Le temps retrouvé. Proust ? Après l’invitation, acte un de la Trilogie, commençait par une fête dite des « Quarante ans », en 1995, à laquelle m’avaient convié mes amis, que j’avais connus au lycée. Or il se trouve que l’évènement en question avait eu lieu à Saint-Jean-de-la-Haize – village qui touche Avranches. Les proustiens de stricte obédience m’auront compris : c’est là, à Saint-Jean-de-la-Haize, qu’Albertine « trouvait plus sage de rester pour peindre ». La recherche et cette déjà lointaine fête à Saint-Jean-de-la-Haize, La recherche et cette Normandie qui me renvoie à l’enfance, à l’adolescence, avant ma vie d’adulte à Paris, avant de faire du cinéma, il n’en fallait pas plus pour que j’empreinte (malicieusement) Le temps retrouvé pour donner un nom à ce troisième volet.

« Le temps retrouvé » mais de quoi, ou pour quoi ? Le caractère générique d’un tel titre, et peut-être plus encore pour un film, a quelque chose d’énigmatique, mais c’est en cela qu’il est bien pratique.

Dans « le temps retrouvé », il y a « le temps ». Vingt-cinq ans séparent les premières images de Après l’invitation, de ce film en train de se faire. La ville d’Avranches, pour ne parler que d’elle, à la fin des années 90, au siècle dernier ! n’est pas ce qu’elle est aujourd’hui. La géographie a changé, et plus qu’on ne le pense ; la trilogie, complète, en offrira la preuve, une preuve par le cinéma.  

« Le temps retrouvé » implique l’idée d’un retour aux origines – comme s’il s’agissait de boucler une boucle : rien de plus logique puisque ce Temps retrouvé clôt la Trilogie. Après l’invitation s’en allait « retrouver » les lieux originels, le très proustien casino de Granville, et discourait volontiers sur des questions le cas échéant douloureuses, comme la mort du père. Le temps retrouvé, lui aussi, ira puiser dans le passé ce qui nous aura construit. Qu’en est-il, par exemple, aujourd’hui de « l’esprit de Saint-Jean-de-la-Haize » qui se voulait fidélité à l’adolescence ?
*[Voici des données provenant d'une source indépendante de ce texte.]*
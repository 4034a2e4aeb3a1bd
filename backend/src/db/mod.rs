pub mod convert;
pub mod schema;

use sqlx::AnyPool;
use sqlx::any::AnyPoolOptions;

#[derive(Clone)]
pub struct Db {
    pub pool: AnyPool,
}

impl Db {
    pub async fn connect(database_url: &str) -> anyhow::Result<Self> {
        sqlx::any::install_default_drivers();

        let pool = AnyPoolOptions::new()
            .max_connections(16)
            .connect(database_url)
            .await?;

        Ok(Self { pool })
    }

    pub async fn migrate(&self) -> anyhow::Result<()> {
        schema::migrate(&self.pool).await
    }
}
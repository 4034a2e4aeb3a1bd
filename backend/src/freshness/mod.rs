pub mod service;
pub mod types;
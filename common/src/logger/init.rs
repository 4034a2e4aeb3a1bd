use once_cell::sync::OnceCell;
use tracing_subscriber::prelude::*;
use tracing_subscriber::{EnvFilter, fmt};

static LOGGER_INIT: OnceCell<()> = OnceCell::new();

/// Installs the global subscriber once per process.
///
/// `json` switches to machine-readable output (production); otherwise the
/// pretty formatter is used. Filtering follows `RUST_LOG`, defaulting to `info`.
pub fn init_logger(service_name: &'static str, json: bool) {
    LOGGER_INIT.get_or_init(|| {
        let filter =
            EnvFilter::try_from_default_env().unwrap_or_else(|_| EnvFilter::new("info"));

        let base = fmt::layer()
            .with_target(true) // shows crate/module path
            .with_thread_ids(true)
            .with_line_number(true)
            .with_file(true)
            // Includes timing when the span closes
            .with_span_events(fmt::format::FmtSpan::CLOSE);

        if json {
            tracing_subscriber::registry()
                .with(filter)
                .with(base.json())
                .init();
        } else {
            tracing_subscriber::registry()
                .with(filter)
                .with(base.pretty())
                .init();
        }

        tracing::info!(service = service_name, json, "logger initialized");
    });
}
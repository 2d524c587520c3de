//! Canonical transaction record ingested from a broker ledger export.

use chrono::{NaiveDate, NaiveDateTime};

use super::currency::{DEFAULT_CURRENCY, normalize_currency_amount};
use super::normalize::{
    CellValue, parse_amount, parse_calendar_date, parse_date_to_iso, parse_time, trade_sort_key,
};

/// Number of positional fields in a ledger row.
pub const FIELD_COUNT: usize = 12;

/// One ledger line. Immutable once ingested; `index` is its position in the input.
#[derive(Debug, Clone, PartialEq, Default)]
pub struct Transaction {
    pub index: usize,
    pub date: String,
    pub time: String,
    pub value_date: String,
    pub product: String,
    pub isin: String,
    pub description: String,
    pub kind: String,
    pub currency: String,
    pub amount: f64,
    pub balance_currency: String,
    pub balance: f64,
    pub order_id: String,
}

impl Transaction {
    /// Build a transaction from positional cells
    /// `[date, time, valueDate, product, isin, description, type, currency1, amount1, currency2, balance, orderId]`.
    ///
    /// Missing trailing cells are treated as empty. Minor-unit currencies are
    /// rescaled on both the primary and balance pairs.
    pub fn from_cells(index: usize, cells: &[CellValue]) -> Self {
        let empty = CellValue::Empty;
        let cell = |i: usize| cells.get(i).unwrap_or(&empty);

        let (currency, amount) = normalize_currency_amount(&cell(7).as_text(), parse_amount(cell(8)));
        let (balance_currency, balance) =
            normalize_currency_amount(&cell(9).as_text(), parse_amount(cell(10)));

        Transaction {
            index,
            date: parse_date_to_iso(cell(0)),
            time: parse_time(cell(1)),
            value_date: parse_date_to_iso(cell(2)),
            product: cell(3).as_text(),
            isin: cell(4).as_text(),
            description: cell(5).as_text(),
            kind: cell(6).as_text(),
            currency,
            amount,
            balance_currency,
            balance,
            order_id: cell(11).as_text(),
        }
    }

    /// Instrument key: ISIN when present, else the product name (or `fallback_product`).
    pub fn instrument_key(&self, fallback_product: &str) -> Option<String> {
        let isin = self.isin.trim();
        if !isin.is_empty() {
            return Some(isin.to_string());
        }
        let product = if self.product.trim().is_empty() {
            fallback_product.trim()
        } else {
            self.product.trim()
        };
        if product.is_empty() {
            None
        } else {
            Some(product.to_string())
        }
    }

    pub fn description_lower(&self) -> String {
        self.description.to_lowercase()
    }

    /// Cash currency of the line: primary currency, then balance currency.
    pub fn cash_currency(&self) -> Option<&str> {
        [self.currency.as_str(), self.balance_currency.as_str()]
            .into_iter()
            .map(str::trim)
            .find(|c| !c.is_empty())
    }

    pub fn sort_key(&self) -> NaiveDateTime {
        trade_sort_key(&self.date, &self.time)
    }

    pub fn calendar_date(&self) -> Option<NaiveDate> {
        parse_calendar_date(&self.date)
    }

    pub fn order_id(&self) -> Option<&str> {
        let id = self.order_id.trim();
        if id.is_empty() { None } else { Some(id) }
    }
}

/// Currency for a trade: the parsed price currency, then the cash currencies,
/// then the default.
pub fn trade_currency(parsed_currency: Option<&str>, tx: &Transaction) -> String {
    parsed_currency
        .filter(|c| !c.is_empty())
        .or_else(|| tx.cash_currency())
        .unwrap_or(DEFAULT_CURRENCY)
        .to_string()
}

/// Indices of `transactions` in chronological replay order; ties keep input order.
pub fn chronological_order(transactions: &[Transaction]) -> Vec<usize> {
    let mut order: Vec<usize> = (0..transactions.len()).collect();
    order.sort_by_key(|&i| transactions[i].sort_key());
    order
}

#[cfg(test)]
mod tests {
    use super::*;

    fn text_row(values: &[&str]) -> Vec<CellValue> {
        values.iter().map(|v| CellValue::from(*v)).collect()
    }

    #[test]
    fn from_cells_maps_positional_fields() {
        let cells = text_row(&[
            "05-03-2024",
            "10:15",
            "06-03-2024",
            "APPLE INC",
            "US0378331005",
            "Compra 10 Apple Inc@170,5 USD (US0378331005)",
            "",
            "USD",
            "-1.705,00",
            "EUR",
            "2.000,00",
            "abc-123",
        ]);
        let tx = Transaction::from_cells(3, &cells);

        assert_eq!(tx.index, 3);
        assert_eq!(tx.date, "2024-03-05");
        assert_eq!(tx.time, "10:15");
        assert_eq!(tx.value_date, "2024-03-06");
        assert_eq!(tx.product, "APPLE INC");
        assert_eq!(tx.isin, "US0378331005");
        assert_eq!(tx.currency, "USD");
        assert!((tx.amount + 1705.0).abs() < 1e-9);
        assert_eq!(tx.balance_currency, "EUR");
        assert!((tx.balance - 2000.0).abs() < 1e-9);
        assert_eq!(tx.order_id(), Some("abc-123"));
    }

    #[test]
    fn from_cells_rescales_gbx_amounts() {
        let cells = text_row(&[
            "01-01-2024", "", "", "TESCO", "GB0008847096", "Dividendo", "", "GBX", "12345", "GBX",
            "50000", "",
        ]);
        let tx = Transaction::from_cells(0, &cells);
        assert_eq!(tx.currency, "GBP");
        assert!((tx.amount - 123.45).abs() < 1e-9);
        assert_eq!(tx.balance_currency, "GBP");
        assert!((tx.balance - 500.0).abs() < 1e-9);
    }

    #[test]
    fn from_cells_accepts_typed_cells() {
        let cells = vec![
            CellValue::Number(45000.0),
            CellValue::Number(0.5),
            CellValue::Date(NaiveDate::from_ymd_opt(2023, 3, 16).unwrap()),
            CellValue::from("X"),
            CellValue::Empty,
            CellValue::from("Ingreso"),
            CellValue::Empty,
            CellValue::from("EUR"),
            CellValue::Number(250.0),
        ];
        let tx = Transaction::from_cells(0, &cells);
        assert_eq!(tx.date, "2023-03-15");
        assert_eq!(tx.time, "12:00:00");
        assert_eq!(tx.value_date, "2023-03-16");
        assert_eq!(tx.amount, 250.0);
        assert_eq!(tx.order_id(), None);
    }

    #[test]
    fn instrument_key_prefers_isin() {
        let tx = Transaction {
            isin: " US0378331005 ".into(),
            product: "APPLE".into(),
            ..Default::default()
        };
        assert_eq!(tx.instrument_key("x").as_deref(), Some("US0378331005"));

        let tx = Transaction {
            product: "APPLE".into(),
            ..Default::default()
        };
        assert_eq!(tx.instrument_key("x").as_deref(), Some("APPLE"));

        let tx = Transaction::default();
        assert_eq!(tx.instrument_key("Parsed Name").as_deref(), Some("Parsed Name"));
        assert_eq!(tx.instrument_key(""), None);
    }

    #[test]
    fn trade_currency_fallbacks() {
        let tx = Transaction {
            balance_currency: "EUR".into(),
            ..Default::default()
        };
        assert_eq!(trade_currency(Some("USD"), &tx), "USD");
        assert_eq!(trade_currency(None, &tx), "EUR");
        assert_eq!(trade_currency(None, &Transaction::default()), "EUR");
    }

    #[test]
    fn chronological_order_is_stable() {
        let mk = |date: &str, time: &str| Transaction {
            date: date.into(),
            time: time.into(),
            ..Default::default()
        };
        let txs = vec![
            mk("2024-01-02", "10:00"),
            mk("2024-01-01", ""),
            mk("2024-01-02", "10:00"),
            mk("2024-01-02", "09:00"),
        ];
        assert_eq!(chronological_order(&txs), vec![1, 3, 0, 2]);
    }
}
Mais Le temps retrouvé s’intéressera aussi à la politique telle qu’elle se fait aujourd’hui, plus exactement au regard que nous, sexagénaires retraités, portons sur elle. A question subjective, réponse subjective. Pourquoi ne pas aller y voir du côté d’Avranches ?

En 2014, un nouveau maire est élu, David Nicolas, « sans étiquette », en parvenant à fédérer les forces progressistes. Une petite révolution. Une page serait tournée – je rappelais dans J’ai pas changé de bord qu’Avranches était une ville de droite. 2017 voit la victoire d’Emmanuel Macron dès le premier tour, contre François Fillon : un recentrage s’est opéré. « David » (beaucoup ici l’appellent par son prénom) favorise un tissu associatif dynamique. Un Centre d’Accueil pour Demandeurs d’Asile voit le jour.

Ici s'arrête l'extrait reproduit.